Minor nit: “If one smooths enough one always gets a constant.”
Smoothing “enough”, unless pathologically defined, does not even always produce a straight line, much less a constant. 🙂
What about Kaspar Hauser’s Law?
They’ll always get you in the end.
😉 I think.
CoRev –
There’s no reason to adress me in 3rd person. I’m not an abstraction. in fact, I’m right here.
You, sir, make no sense. How stating that the 2009 results blow the Houser theory means I “fell back on dogma” is really quite mysterious. Pray, tell me what dogma I fell back on.

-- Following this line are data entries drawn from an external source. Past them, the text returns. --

//! Batch planning over the closure.
//!
//! ## Operations
//!
//! | Operation | Algorithm |
//! |-----------|-----------|
//! | Independent subgraphs | Union-find over in-closure links |
//! | Cycle detection | Tarjan's SCC algorithm |
//! | Parents-first evaluation order | Topological sort |
//! | Delete levels | Topological sort, longest path from the leaves |
//!
//! An object waits for its containment children (leaves first) and for the
//! objects referencing it (links vanish before their targets are checked).

use super::Closure;
use crate::domain::ObjectRef;
use petgraph::algo::{tarjan_scc, toposort};
use petgraph::graph::{DiGraph, NodeIndex};
use petgraph::unionfind::UnionFind;
use std::collections::{BTreeMap, BTreeSet, HashMap};

/// One group of objects sharing no link with any other group.
#[derive(Debug, Clone, Default, PartialEq, Eq)]
pub struct Subgraph {
    /// Objects per level, leaves first; each level is one transaction
    pub batches: Vec<Vec<ObjectRef>>,

    /// Objects that must be gone before each object is attempted
    pub predecessors: BTreeMap<ObjectRef, Vec<ObjectRef>>,
}

impl Subgraph {
    /// All objects of the subgraph, level by level
    pub fn objects(&self) -> impl Iterator<Item = ObjectRef> + '_ {
        self.batches.iter().flatten().copied()
    }

    /// Level of an object, `None` if it is not part of this subgraph
    #[must_use]
    pub fn level_of(&self, object: &ObjectRef) -> Option<usize> {
        self.batches
            .iter()
            .position(|batch| batch.contains(object))
    }
}

/// Execution plan of a delete batch.
#[derive(Debug, Clone, Default, PartialEq, Eq)]
pub struct Plan {
    /// Independent subgraphs, in order of their smallest object
    pub subgraphs: Vec<Subgraph>,

    /// Objects whose ordering graph has a cycle; they are never attempted
    pub invalid: BTreeSet<ObjectRef>,
}

impl Plan {
    /// Number of planned objects
    #[must_use]
    pub fn len(&self) -> usize {
        self.subgraphs.iter().map(|subgraph| subgraph.objects().count()).sum()
    }

    /// Returns `true` if nothing will be attempted
    #[must_use]
    pub fn is_empty(&self) -> bool {
        self.subgraphs.is_empty()
    }
}

/// Partition `members` into groups connected through in-closure links.
///
/// Links to objects outside `members` are ignored.
#[must_use]
pub fn components(closure: &Closure, members: &BTreeSet<ObjectRef>) -> Vec<Vec<ObjectRef>> {
    let index: HashMap<ObjectRef, usize> = members
        .iter()
        .enumerate()
        .map(|(position, object)| (*object, position))
        .collect();
    let mut sets = UnionFind::<usize>::new(members.len());

    for (object, &position) in &index {
        let Some(entry) = closure.get(object) else {
            continue;
        };
        for link in &entry.children {
            if let Some(&child) = index.get(&link.target) {
                sets.union(position, child);
            }
        }
    }

    let mut grouped: BTreeMap<usize, Vec<ObjectRef>> = BTreeMap::new();
    for object in members {
        grouped
            .entry(sets.find(index[object]))
            .or_default()
            .push(*object);
    }

    let mut groups: Vec<Vec<ObjectRef>> = grouped.into_values().collect();
    groups.sort_by_key(|group| group.first().copied());
    groups
}

/// Objects of every connected component that contains a link cycle.
#[must_use]
pub fn cyclic_objects(closure: &Closure) -> BTreeSet<ObjectRef> {
    let mut graph: DiGraph<ObjectRef, ()> = DiGraph::new();
    let nodes: HashMap<ObjectRef, NodeIndex> = closure
        .entries
        .keys()
        .map(|object| (*object, graph.add_node(*object)))
        .collect();

    for (object, entry) in &closure.entries {
        for link in &entry.children {
            if let Some(&child) = nodes.get(&link.target) {
                graph.add_edge(nodes[object], child, ());
            }
        }
    }

    let cyclic: BTreeSet<ObjectRef> = tarjan_scc(&graph)
        .into_iter()
        .filter(|scc| scc.len() > 1 || graph.contains_edge(scc[0], scc[0]))
        .flatten()
        .map(|node| graph[node])
        .collect();

    if cyclic.is_empty() {
        return cyclic;
    }

    let all: BTreeSet<ObjectRef> = closure.entries.keys().copied().collect();
    components(closure, &all)
        .into_iter()
        .filter(|group| group.iter().any(|object| cyclic.contains(object)))
        .flatten()
        .collect()
}

/// Closure objects ordered so every parent precedes its children.
///
/// Falls back to depth order if the closure still holds a cycle.
#[must_use]
pub fn parents_first(closure: &Closure) -> Vec<ObjectRef> {
    let mut graph: DiGraph<ObjectRef, ()> = DiGraph::new();
    let nodes: HashMap<ObjectRef, NodeIndex> = closure
        .entries
        .keys()
        .map(|object| (*object, graph.add_node(*object)))
        .collect();

    for (object, entry) in &closure.entries {
        for link in &entry.children {
            if let Some(&child) = nodes.get(&link.target) {
                graph.add_edge(nodes[object], child, ());
            }
        }
    }

    match toposort(&graph, None) {
        Ok(order) => order.into_iter().map(|node| graph[node]).collect(),
        Err(_) => {
            let mut order: Vec<ObjectRef> = closure.entries.keys().copied().collect();
            order.sort_by_key(|object| (closure.entries[object].depth, *object));
            order
        }
    }
}

/// Objects that must be gone before `object` is deleted.
fn predecessors_of(
    closure: &Closure,
    eligible: &BTreeSet<ObjectRef>,
    object: &ObjectRef,
) -> Vec<ObjectRef> {
    let Some(entry) = closure.get(object) else {
        return Vec::new();
    };
    let mut predecessors: Vec<ObjectRef> = entry
        .contained()
        .chain(entry.referrers())
        .filter(|candidate| eligible.contains(candidate))
        .collect();
    predecessors.sort();
    predecessors.dedup();
    predecessors
}

/// Plan the deletion of `eligible` closure members.
///
/// Each independent subgraph is layered by
/// `level(x) = 1 + max(level(predecessor))`, with leaves at level 0.
#[must_use]
pub fn plan(closure: &Closure, eligible: &BTreeSet<ObjectRef>) -> Plan {
    let mut result = Plan::default();

    for group in components(closure, eligible) {
        let mut graph: DiGraph<ObjectRef, ()> = DiGraph::new();
        let nodes: HashMap<ObjectRef, NodeIndex> = group
            .iter()
            .map(|object| (*object, graph.add_node(*object)))
            .collect();

        let mut predecessors = BTreeMap::new();
        for object in &group {
            let before = predecessors_of(closure, eligible, object);
            for predecessor in &before {
                if let Some(&from) = nodes.get(predecessor) {
                    graph.add_edge(from, nodes[object], ());
                }
            }
            predecessors.insert(*object, before);
        }

        let Ok(order) = toposort(&graph, None) else {
            tracing::warn!(objects = group.len(), "delete order has a cycle");
            result.invalid.extend(group);
            continue;
        };

        let mut levels: HashMap<ObjectRef, usize> = HashMap::new();
        for node in order {
            let object = graph[node];
            let level = predecessors[&object]
                .iter()
                .filter_map(|predecessor| levels.get(predecessor))
                .map(|level| level + 1)
                .max()
                .unwrap_or(0);
            levels.insert(object, level);
        }

        let depth = levels.values().copied().max().map_or(0, |max| max + 1);
        let mut batches = vec![Vec::new(); depth];
        for object in &group {
            batches[levels[object]].push(*object);
        }

        result.subgraphs.push(Subgraph {
            batches,
            predecessors,
        });
    }

    result
}

#[cfg(test)]
mod tests {
    use super::*;
    use crate::domain::{GroupId, Link, LinkKind, ObjectKind, Ownership, PrincipalId};
    use crate::resolver::ClosureEntry;
    use proptest::prelude::*;

    fn entry(depth: usize) -> ClosureEntry {
        ClosureEntry {
            ownership: Ownership::new(PrincipalId(1), GroupId(1)),
            depth,
            requested: depth == 0,
            force: false,
            children: Vec::new(),
            parents: Vec::new(),
            outside_referrers: Vec::new(),
        }
    }

    fn link(closure: &mut Closure, parent: ObjectRef, child: ObjectRef, kind: LinkKind) {
        closure
            .entries
            .get_mut(&parent)
            .unwrap()
            .children
            .push(Link { target: child, kind });
        closure
            .entries
            .get_mut(&child)
            .unwrap()
            .parents
            .push(Link {
                target: parent,
                kind,
            });
    }

    fn everything(closure: &Closure) -> BTreeSet<ObjectRef> {
        closure.entries.keys().copied().collect()
    }

    fn image_with_tag() -> (Closure, ObjectRef, ObjectRef, ObjectRef) {
        let dataset = ObjectRef::new(ObjectKind::Dataset, 1);
        let image = ObjectRef::image(1);
        let tag = ObjectRef::annotation(1);
        let mut closure = Closure::default();
        closure.entries.insert(dataset, entry(0));
        closure.entries.insert(image, entry(1));
        closure.entries.insert(tag, entry(2));
        link(&mut closure, dataset, image, LinkKind::Containment);
        link(&mut closure, image, tag, LinkKind::Reference);
        (closure, dataset, image, tag)
    }

    #[test]
    fn referrers_precede_their_targets() {
        let (closure, dataset, image, tag) = image_with_tag();

        let plan = plan(&closure, &everything(&closure));

        assert_eq!(plan.subgraphs.len(), 1);
        let subgraph = &plan.subgraphs[0];
        assert_eq!(subgraph.level_of(&image), Some(0));
        assert_eq!(subgraph.level_of(&dataset), Some(1));
        assert_eq!(subgraph.level_of(&tag), Some(1));
        assert_eq!(subgraph.predecessors[&tag], vec![image]);
    }

    #[test]
    fn ineligible_objects_are_not_planned() {
        let (closure, dataset, image, tag) = image_with_tag();
        let eligible = BTreeSet::from([dataset, image]);

        let plan = plan(&closure, &eligible);

        assert_eq!(plan.len(), 2);
        assert!(plan.subgraphs[0].level_of(&tag).is_none());
    }

    #[test]
    fn unrelated_objects_form_separate_subgraphs() {
        let mut closure = Closure::default();
        closure.entries.insert(ObjectRef::image(1), entry(0));
        closure.entries.insert(ObjectRef::image(2), entry(0));

        let plan = plan(&closure, &everything(&closure));

        assert_eq!(plan.subgraphs.len(), 2);
        assert_eq!(plan.subgraphs[0].batches, vec![vec![ObjectRef::image(1)]]);
    }

    #[test]
    fn cycle_fails_its_whole_component() {
        let mut closure = Closure::default();
        let first = ObjectRef::annotation(1);
        let second = ObjectRef::annotation(2);
        let holder = ObjectRef::image(1);
        let bystander = ObjectRef::image(2);
        for object in [first, second, holder, bystander] {
            closure.entries.insert(object, entry(0));
        }
        link(&mut closure, holder, first, LinkKind::Reference);
        link(&mut closure, first, second, LinkKind::Reference);
        link(&mut closure, second, first, LinkKind::Reference);

        let cyclic = cyclic_objects(&closure);

        assert_eq!(cyclic, BTreeSet::from([first, second, holder]));
    }

    #[test]
    fn acyclic_closure_has_no_cyclic_objects() {
        let (closure, ..) = image_with_tag();
        assert!(cyclic_objects(&closure).is_empty());
    }

    #[test]
    fn parents_come_first() {
        let (closure, dataset, image, tag) = image_with_tag();
        let order = parents_first(&closure);
        let position = |object| order.iter().position(|o| *o == object).unwrap();

        assert!(position(dataset) < position(image));
        assert!(position(image) < position(tag));
    }

    /// Random containment tree: node `i > 0` hangs under `parents[i - 1] % i`.
    fn tree_strategy() -> impl Strategy<Value = Vec<usize>> {
        prop::collection::vec(any::<usize>(), 0..40)
    }

    proptest! {
        #![proptest_config(ProptestConfig { cases: 64, .. ProptestConfig::default() })]

        #[test]
        fn containment_children_are_deleted_first(parents in tree_strategy()) {
            let nodes: Vec<ObjectRef> = (0..=parents.len())
                .map(|id| ObjectRef::new(ObjectKind::Dataset, i64::try_from(id).unwrap_or(i64::MAX)))
                .collect();
            let mut closure = Closure::default();
            for object in &nodes {
                closure.entries.insert(*object, entry(0));
            }
            for (offset, choice) in parents.iter().enumerate() {
                let child = offset + 1;
                let parent = choice % child;
                link(&mut closure, nodes[parent], nodes[child], LinkKind::Containment);
            }

            let plan = plan(&closure, &everything(&closure));

            prop_assert_eq!(plan.subgraphs.len(), 1);
            prop_assert_eq!(plan.len(), nodes.len());
            let subgraph = &plan.subgraphs[0];
            for (offset, choice) in parents.iter().enumerate() {
                let child = nodes[offset + 1];
                let parent = nodes[choice % (offset + 1)];
                prop_assert!(subgraph.level_of(&child) < subgraph.level_of(&parent));
            }
        }
    }
}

Why has no one stated the obvious? We raise taxes during economic growth periods and lower them during recessions to stimulate the economy.

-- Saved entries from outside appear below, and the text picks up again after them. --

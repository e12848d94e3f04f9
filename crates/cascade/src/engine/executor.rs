//! Transactional execution of a delete plan.
//!
//! Independent subgraphs run concurrently. Within a subgraph, levels run
//! one after another, each level in a single store transaction:
//!
//! 1. Cancellation is checked; a cancelled request retains everything not
//!    yet committed.
//! 2. Objects whose predecessors are not gone are retained as dependency
//!    failures and leave the batch.
//! 3. The transaction locks every object of the batch with a bounded wait.
//! 4. Ownership, the rule table and live referrers are re-read inside the
//!    transaction before each delete.
//! 5. A failing delete rolls back the batch; earlier batches stay committed.

use super::CancelToken;
use crate::authorization::{Authorizer, Grant};
use crate::domain::{
    DeleteOutcome, DenyReason, Failure, FailureKind, ObjectRef, Principal, RetainReason,
};
use crate::error::{StoreError, StoreResult};
use crate::permissions::PermissionModel;
use crate::resolver::ordering::{Plan, Subgraph};
use crate::storage::{GraphStore, StoreTransaction};
use futures::stream::{self, StreamExt};
use std::collections::BTreeMap;
use std::time::Duration;
use tracing::{debug, info, warn};

type Outcomes = Vec<(ObjectRef, DeleteOutcome)>;

/// Runs one plan on behalf of one principal.
pub(crate) struct Executor<'a> {
    pub(crate) store: &'a dyn GraphStore,
    pub(crate) permissions: &'a dyn PermissionModel,
    pub(crate) principal: &'a Principal,
    pub(crate) lock_timeout: Duration,
    pub(crate) max_concurrent_subgraphs: usize,
    pub(crate) cancel: &'a CancelToken,
}

impl Executor<'_> {
    /// Execute every subgraph of the plan and collect the outcomes.
    pub(crate) async fn run(
        &self,
        plan: &Plan,
        grants: &BTreeMap<ObjectRef, Grant>,
    ) -> BTreeMap<ObjectRef, DeleteOutcome> {
        let results: Vec<BTreeMap<ObjectRef, DeleteOutcome>> = stream::iter(
            plan.subgraphs
                .iter()
                .map(|subgraph| self.run_subgraph(subgraph, grants)),
        )
        .buffer_unordered(self.max_concurrent_subgraphs.max(1))
        .collect()
        .await;

        results.into_iter().flatten().collect()
    }

    async fn run_subgraph(
        &self,
        subgraph: &Subgraph,
        grants: &BTreeMap<ObjectRef, Grant>,
    ) -> BTreeMap<ObjectRef, DeleteOutcome> {
        let mut outcomes = BTreeMap::new();

        for (level, batch) in subgraph.batches.iter().enumerate() {
            if self.cancel.is_cancelled() {
                let remaining: Vec<ObjectRef> =
                    subgraph.batches[level..].iter().flatten().copied().collect();
                info!(level, remaining = remaining.len(), "delete cancelled");
                outcomes.extend(
                    remaining
                        .into_iter()
                        .map(|object| (object, DeleteOutcome::Retained(RetainReason::Cancelled))),
                );
                break;
            }

            let mut ready = Vec::with_capacity(batch.len());
            for object in batch {
                let blocked = subgraph
                    .predecessors
                    .get(object)
                    .into_iter()
                    .flatten()
                    .any(|predecessor| {
                        !outcomes
                            .get(predecessor)
                            .is_some_and(DeleteOutcome::is_gone)
                    });
                if blocked {
                    debug!(%object, "prerequisite not deleted");
                    outcomes.insert(
                        *object,
                        DeleteOutcome::Retained(RetainReason::DependencyFailed),
                    );
                } else {
                    ready.push(*object);
                }
            }

            if !ready.is_empty() {
                outcomes.extend(self.run_batch(level, &ready, grants).await);
            }
        }

        outcomes
    }

    async fn run_batch(
        &self,
        level: usize,
        batch: &[ObjectRef],
        grants: &BTreeMap<ObjectRef, Grant>,
    ) -> Outcomes {
        debug!(level, objects = batch.len(), "executing batch");

        let mut tx = match self.store.begin().await {
            Ok(tx) => tx,
            Err(error) => {
                warn!(level, %error, "could not open transaction");
                return fail_all(batch, &Failure::storage(error.to_string()));
            }
        };

        if let Err(error) = tx.lock(batch, self.lock_timeout).await {
            warn!(level, %error, "batch locks not acquired");
            let failure = match error {
                StoreError::LockTimeout { .. } => {
                    Failure::new(FailureKind::LockTimeout, error.to_string())
                }
                other => Failure::storage(other.to_string()),
            };
            if let Err(error) = tx.rollback().await {
                warn!(level, %error, "rollback failed");
            }
            return fail_all(batch, &failure);
        }

        let mut authorizer = Authorizer::new(self.principal, self.permissions);
        let mut outcomes: Outcomes = Vec::with_capacity(batch.len());
        let mut staged: Vec<ObjectRef> = Vec::new();

        for object in batch {
            let Some(grant) = grants.get(object) else {
                outcomes.push((*object, DeleteOutcome::Denied(DenyReason::PermissionDenied)));
                continue;
            };

            match attempt(tx.as_mut(), &mut authorizer, object, grant).await {
                Ok(Some(outcome)) => outcomes.push((*object, outcome)),
                Ok(None) => staged.push(*object),
                Err(error) => {
                    warn!(%object, %error, "delete failed, rolling back batch");
                    if let Err(error) = tx.rollback().await {
                        warn!(level, %error, "rollback failed");
                    }

                    let failure = Failure::storage(error.to_string());
                    outcomes.push((*object, DeleteOutcome::Failed(failure)));
                    let rolled_back = Failure::rolled_back(*object);
                    for sibling in batch {
                        if !outcomes.iter().any(|(decided, _)| decided == sibling) {
                            outcomes.push((*sibling, DeleteOutcome::Failed(rolled_back.clone())));
                        }
                    }
                    return outcomes;
                }
            }
        }

        match tx.commit().await {
            Ok(()) => {
                debug!(level, deleted = staged.len(), "batch committed");
                outcomes.extend(
                    staged
                        .into_iter()
                        .map(|object| (object, DeleteOutcome::Deleted)),
                );
            }
            Err(error) => {
                warn!(level, %error, "commit failed");
                let failure = Failure::storage(format!("commit failed: {error}"));
                outcomes.extend(fail_all(&staged, &failure));
            }
        }
        outcomes
    }
}

/// Re-check one object inside the transaction and stage its delete.
///
/// Returns the outcome if the object is left in place, `None` once its
/// delete is staged.
async fn attempt(
    tx: &mut dyn StoreTransaction,
    authorizer: &mut Authorizer<'_>,
    object: &ObjectRef,
    grant: &Grant,
) -> StoreResult<Option<DeleteOutcome>> {
    let Some(ownership) = tx.owner_and_group(object).await? else {
        return Ok(Some(DeleteOutcome::Retained(RetainReason::NotFound)));
    };

    let authority = if grant.authority == *object {
        ownership
    } else {
        tx.owner_and_group(&grant.authority)
            .await?
            .unwrap_or(ownership)
    };
    if !authorizer.may_delete(&authority).await? {
        return Ok(Some(DeleteOutcome::Denied(DenyReason::PermissionDenied)));
    }

    let referrers = tx.referrers(object).await?;
    if !referrers.is_empty() {
        let mut owners = Vec::with_capacity(referrers.len());
        for referrer in &referrers {
            owners.push(tx.owner_and_group(referrer).await?.map(|found| found.owner));
        }
        if !grant.force.covers(owners) {
            return Ok(Some(DeleteOutcome::Retained(RetainReason::StillReferenced)));
        }
        debug!(%object, referrers = referrers.len(), "force-deleting shared object");
    }

    tx.delete(object).await?;
    Ok(None)
}

fn fail_all(objects: &[ObjectRef], failure: &Failure) -> Outcomes {
    objects
        .iter()
        .map(|object| (*object, DeleteOutcome::Failed(failure.clone())))
        .collect()
}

Because we have been lowering taxes almost continuously for decades, and the concurrent fact has been an almost continuous decline, and certainly significant trend line declines in GDP growth. This is the exact opposite of what I think you are implying. Data, not dogma.
http://jazzbumpa.blogspot.com/2010/10/us-economy-is-dying.html
You can certainly see where I stand.
Oh, yeah!
Could it be that who pays taxes changed dramatically during that period??
I suppose that’s possible. But you are suggesting that putting a lower (in fact, negative) tax burden on those with the lowest means is somehow contributing to a declining economy. What economic theory supports that point of view?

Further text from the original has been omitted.